Mr Menem's "savage capitalism"

Louis Proyect lnp3 at
Sun Dec 23 09:43:42 MST 2001

Financial Times, December 10, 1999

new Argentina with old problems: Menem changed the country during his
two terms as president but leaves a partly poisoned chalice, writes
Ken Warn:


It was a game of two halves. Argentina's President Carlos Menem, who
steps down today, pushed through sweeping change in his first period
of office from 1989, putting his stamp on his country to an extent
that few other democratic Latin American leaders have achieved.

Moribund state industries were sold off, the role of the
paternalistic and inefficient state was pared back, and
hyperinflation was quashed. But in his second mandate from 1995, the
pace of reform slowed as Mr Menem appeared distracted by personal
projects, such as his fruitless bid to change the constitution and
run for a third consecutive term. The slackening pace of the Menem
revolution means incoming president Fernando de la Rua, of the
centre-left Alliance, faces a backlog of reforms and a series of
intractable problems which will test his resolve to the limit.

Yet over Mr Menem's tumultuous decade in power, a new political
consensus has been forged around pro-market policies. In foreign
affairs, the rhetoric of non-alignment has been abandoned, to the
point where Guido Di Tella, outgoing foreign minister, described
relations with the US as "carnal", and Mr Menem mused about joining
Nato. The army, which mounted rebellions against Mr Menem's
predecessor, is well and truly back in barracks.

The main unresolved issues of the Menem era are "unemployment, rising
crime and corruption", says political analyst Rosendo Fraga. The new
government's ability to act quickly on these issues looks limited. A
recession expected to cut GDP by 3 to 4 per cent this year has gnawed
away at economic self-confidence and eroded tax revenues.

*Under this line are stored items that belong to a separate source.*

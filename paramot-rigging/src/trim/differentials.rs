//! Group differentials and per-group tolerance summaries

use super::round_tenth;
use crate::reference::{GroupMapping, LineLengthTable, RowPair};
use crate::types::MeasuredLine;
use serde::{Deserialize, Serialize};
use std::collections::BTreeMap;
use tracing::debug;

/// Differential between row A and one other row of a group
///
/// `deviation = measured_diff - ref_diff`. Positive means row A is
/// relatively longer than specified (the compared row relatively shorter).
#[derive(Debug, Clone, PartialEq, Serialize, Deserialize)]
#[serde(rename_all = "camelCase")]
pub struct GroupDifferential {
    pub group: String,
    pub row_a: String,
    pub row_b: String,
    pub ref_diff: f64,
    pub measured_diff: f64,
    pub deviation: f64,
    /// Line positions that contributed on the sparser of the two rows
    pub positions_used: usize,
}

/// Differentials of one group with its tolerance verdict
#[derive(Debug, Clone, PartialEq, Serialize, Deserialize)]
#[serde(rename_all = "camelCase")]
pub struct GroupSummary {
    pub group: String,
    pub differentials: Vec<GroupDifferential>,
    /// Largest absolute deviation in the group
    pub max_deviation: f64,
    pub in_tolerance: bool,
}

/// Mean reference and mean measured length over the positions of a row
struct RowAverage {
    reference: f64,
    measured: f64,
    positions: usize,
}

/// Average a row over `positions` (0-based), counting only positions that
/// have both a cascade-1 reference length and at least one measurement
///
/// Several measurements at one position (e.g. both sides in one batch) are
/// averaged first so every position weighs the same.
fn row_average(
    ref_lengths: &LineLengthTable,
    measured: &BTreeMap<(&str, u32), (f64, usize)>,
    row: &str,
    positions: &[usize],
) -> Option<RowAverage> {
    let mut ref_sum = 0.0;
    let mut meas_sum = 0.0;
    let mut count = 0;

    for idx in positions {
        let position = *idx as u32 + 1;
        let Some(reference) = ref_lengths.length(row, position) else {
            continue;
        };
        let Some((sum, n)) = measured.get(&(row, position)) else {
            continue;
        };
        ref_sum += reference;
        meas_sum += sum / *n as f64;
        count += 1;
    }

    if count == 0 {
        return None;
    }
    Some(RowAverage {
        reference: ref_sum / count as f64,
        measured: meas_sum / count as f64,
        positions: count,
    })
}

/// Differentials for every row pair of every group
///
/// Pairs where either row lacks a usable reference/measurement position
/// are skipped. Measurements without a cascade-1 reference at the same
/// row and position never contribute, nor do NaN or infinite lengths.
pub fn calculate_group_differentials(
    ref_lengths: &LineLengthTable,
    measurements: &[MeasuredLine],
    mappings: &GroupMapping,
) -> Vec<GroupDifferential> {
    let mut measured: BTreeMap<(&str, u32), (f64, usize)> = BTreeMap::new();
    for m in measurements {
        if !m.measured_length_mm.is_finite() {
            debug!(row = %m.row, position = m.position, "Skipping non-finite measurement");
            continue;
        }
        let slot = measured.entry((m.row.as_str(), m.position)).or_insert((0.0, 0));
        slot.0 += m.measured_length_mm;
        slot.1 += 1;
    }

    let mut results = Vec::new();
    for group in mappings.groups() {
        for RowPair { row_a, row_b } in mappings.pairs(&group) {
            let a_positions = mappings.positions(&group, &row_a);
            let b_positions = mappings.positions(&group, &row_b);

            let a = row_average(ref_lengths, &measured, &row_a, &a_positions);
            let b = row_average(ref_lengths, &measured, &row_b, &b_positions);
            let (Some(a), Some(b)) = (a, b) else {
                debug!(group = %group, row_a = %row_a, row_b = %row_b, "Skipping pair without usable data");
                continue;
            };

            let ref_diff = a.reference - b.reference;
            let measured_diff = a.measured - b.measured;
            results.push(GroupDifferential {
                group: group.clone(),
                row_a,
                row_b,
                ref_diff: round_tenth(ref_diff),
                measured_diff: round_tenth(measured_diff),
                deviation: round_tenth(measured_diff - ref_diff),
                positions_used: a.positions.min(b.positions),
            });
        }
    }
    results
}

/// Group differentials by label and flag each group against `tolerance_mm`
///
/// A group is in tolerance when its largest absolute deviation is at most
/// the tolerance (boundary inclusive). Groups keep their first-seen order.
pub fn summarize_groups(differentials: &[GroupDifferential], tolerance_mm: f64) -> Vec<GroupSummary> {
    let mut grouped: Vec<(String, Vec<GroupDifferential>)> = Vec::new();
    for diff in differentials {
        match grouped.iter_mut().find(|(g, _)| *g == diff.group) {
            Some((_, diffs)) => diffs.push(diff.clone()),
            None => grouped.push((diff.group.clone(), vec![diff.clone()])),
        }
    }

    grouped
        .into_iter()
        .map(|(group, differentials)| {
            let max_deviation = differentials
                .iter()
                .map(|d| d.deviation.abs())
                .fold(0.0, f64::max);
            GroupSummary {
                group,
                differentials,
                max_deviation,
                in_tolerance: max_deviation <= tolerance_mm,
            }
        })
        .collect()
}

/// Before/after view of one group across the initial and corrected phases
#[derive(Debug, Clone, PartialEq, Serialize, Deserialize)]
#[serde(rename_all = "camelCase")]
pub struct GroupComparison {
    pub group: String,
    pub initial_max: Option<f64>,
    pub corrected_max: Option<f64>,
    pub initial_in_tolerance: Option<bool>,
    pub corrected_in_tolerance: Option<bool>,
    /// `initial_max - corrected_max`; positive means the correction helped
    pub improvement: Option<f64>,
}

/// Pair initial and corrected summaries by group
///
/// Groups measured in only one phase keep `None` on the other side.
pub fn compare_phases(initial: &[GroupSummary], corrected: &[GroupSummary]) -> Vec<GroupComparison> {
    let mut rows: Vec<GroupComparison> = initial
        .iter()
        .map(|s| GroupComparison {
            group: s.group.clone(),
            initial_max: Some(s.max_deviation),
            corrected_max: None,
            initial_in_tolerance: Some(s.in_tolerance),
            corrected_in_tolerance: None,
            improvement: None,
        })
        .collect();

    for s in corrected {
        match rows.iter_mut().find(|r| r.group == s.group) {
            Some(row) => {
                row.corrected_max = Some(s.max_deviation);
                row.corrected_in_tolerance = Some(s.in_tolerance);
                row.improvement = row.initial_max.map(|i| round_tenth(i - s.max_deviation));
            }
            None => rows.push(GroupComparison {
                group: s.group.clone(),
                initial_max: None,
                corrected_max: Some(s.max_deviation),
                initial_in_tolerance: None,
                corrected_in_tolerance: Some(s.in_tolerance),
                improvement: None,
            }),
        }
    }
    rows
}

The most toxic ingredient in the poisoned chalice which Mr Menem will
hand to his successor is the fiscal deficit, expected to reach
Dollars 5.8bn for this year, and rising. Although less than 2 per
cent of GDP, the deficit adds to an already heavy financing burden.

The rising red ink has been the single biggest component in
international investors' disillusion with Argentina - and it was
strong flows of foreign capital that fuelled the bursts of rapid
growth under Mr Menem.

The incoming government is under pressure to rein in next year's
deficit to Dollars 4.5bn, as mandated by law. "Argentina is on
probation," MIT economics professor Rudi Dornbusch told a Buenos
Aires conference this week. "It has done very little to move out of
the problem areas. And the biggest problem is fiscal." Bickering in
Congress this week over the budget only intensified investors' focus
on the deficit.

Financial constraints also leave little room for the new
administration's broader social agenda, aimed at ushering in a more
equitable society after what the Alliance calls Mr Menem's "savage
capitalism". The modest recovery forecast for next year is unlikely
to make much of a dent in unemployment, widely seen as one of the
motors of rising crime.

Projections released this week by the Fundacion Capital think-tank
showed unemployment falling only marginally next year from the
current 14.5 per cent, with GDP growth of 2.4 per cent.

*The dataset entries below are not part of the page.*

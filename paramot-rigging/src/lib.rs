//! # Paramot Rigging Engine
//!
//! Airworthiness calculations for paraglider servicing:
//! - Reference data parsing (manufacturer line lengths, group mappings)
//! - Cloth assessment (porosity, tear resistance)
//! - Line strength analysis (load distribution, thresholds, test verdicts)
//! - Trim analysis (differentials, profile shape, symmetry, loop matrix,
//!   correction suggestions)
//!
//! All engines are pure functions over in-memory data. Persistence and
//! presentation belong to the caller.

pub mod cloth;
pub mod config;
pub mod error;
pub mod reference;
pub mod strength;
pub mod trim;
pub mod types;

pub use config::EngineConfig;
pub use error::{Error, Result};
pub use types::{MeasuredLine, MeasurementSet, Phase, Side};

Mr Menem had several blind spots in his reform agenda. He backed away
from liberalising the country's rigid Peron-era labour laws,
apparently preferring to keep the unions onside for his attempt to
run for another presidential term. Although seriously weakened, the
unions could prove a serious irritant for the new president.

Despite a steady stream of corruption allegations against senior
officials, Mr Menem never appears to have believed that he faced a
systemic problem. However, Mr De la Rua, does not have the appetite
for a thorough investigation of corruption in the Menem era,
threatening to disappoint the left of his Alliance. Without an
overall majority in either house of Congress, Mr De la Rua will have
to cut deals with Mr Menem's Peronist party to push through
substantial legislation.

Critics also claim that the limited legal reforms so far, such as
placing judges under the control of a new oversight body, appear
merely to have rebalanced, rather than removed, political influence
over the judiciary. "There is growing apprehension over the work of
the Council," says Larry Birns, director of the Council on
Hemispheric Affairs, a Washington-based research group.

The outgoing government repeatedly argued that worries over
institutional weakness and legal security had not deterred foreign
investment. But institutional and procedural problems have
complicated and held up important deals.

In the early privatisations of the Menem era - when the government
was scrambling for buyers willing to take on bankrupt enterprises in
a bankrupt country - no-one paid too much attention to the finer
legal points of the sell-offs. Yet, years later, Argentina still has
extreme difficulty in organising tenders accepted by all the
participants as fairly run.

The award of a Dollars 183.5m radar contract to a consortium led by
Northrop of the US, for instance, has been blocked by the courts amid
angry recriminations among the bidders.

As he takes office today, Mr De la Rua finds he has not only to push
through a tough fiscal adjustment in a country weary of austerity,
but to rebuild the prestige of government itself.